Stored data
+++

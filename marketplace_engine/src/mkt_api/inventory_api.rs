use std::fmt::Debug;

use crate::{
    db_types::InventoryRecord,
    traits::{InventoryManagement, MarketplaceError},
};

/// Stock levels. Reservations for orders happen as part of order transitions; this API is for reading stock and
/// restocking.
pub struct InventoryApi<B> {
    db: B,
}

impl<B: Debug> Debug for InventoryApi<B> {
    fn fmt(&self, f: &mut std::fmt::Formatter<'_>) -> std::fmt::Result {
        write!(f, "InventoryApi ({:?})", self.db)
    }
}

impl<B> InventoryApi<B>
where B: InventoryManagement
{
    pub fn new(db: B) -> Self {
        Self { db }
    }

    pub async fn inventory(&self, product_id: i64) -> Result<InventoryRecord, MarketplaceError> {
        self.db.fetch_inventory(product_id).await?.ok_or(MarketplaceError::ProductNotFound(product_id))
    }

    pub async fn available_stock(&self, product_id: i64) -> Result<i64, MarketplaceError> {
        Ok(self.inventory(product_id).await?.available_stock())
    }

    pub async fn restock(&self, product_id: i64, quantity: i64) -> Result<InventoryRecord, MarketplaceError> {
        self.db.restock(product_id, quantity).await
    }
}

+++

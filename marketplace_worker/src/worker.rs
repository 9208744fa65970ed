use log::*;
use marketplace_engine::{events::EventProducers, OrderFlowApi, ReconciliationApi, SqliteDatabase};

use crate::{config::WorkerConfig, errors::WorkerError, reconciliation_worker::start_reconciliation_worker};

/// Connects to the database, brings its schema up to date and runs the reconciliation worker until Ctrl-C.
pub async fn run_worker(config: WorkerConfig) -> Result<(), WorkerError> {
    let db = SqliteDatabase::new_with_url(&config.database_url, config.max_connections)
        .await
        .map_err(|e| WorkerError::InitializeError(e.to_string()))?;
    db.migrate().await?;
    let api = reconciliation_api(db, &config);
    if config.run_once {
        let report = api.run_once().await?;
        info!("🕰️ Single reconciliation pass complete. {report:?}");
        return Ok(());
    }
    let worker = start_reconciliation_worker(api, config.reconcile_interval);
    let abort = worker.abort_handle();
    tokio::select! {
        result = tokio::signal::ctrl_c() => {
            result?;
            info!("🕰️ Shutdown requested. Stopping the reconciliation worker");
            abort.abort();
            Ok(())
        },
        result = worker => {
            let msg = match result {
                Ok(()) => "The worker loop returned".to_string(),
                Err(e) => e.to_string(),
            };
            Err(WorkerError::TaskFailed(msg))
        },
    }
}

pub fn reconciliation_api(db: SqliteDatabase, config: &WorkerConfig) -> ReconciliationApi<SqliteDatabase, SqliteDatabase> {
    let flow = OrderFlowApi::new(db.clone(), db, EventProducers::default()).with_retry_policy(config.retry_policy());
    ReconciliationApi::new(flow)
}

+++

The answer must be a single number: how many lines of the records contain the string "report".

2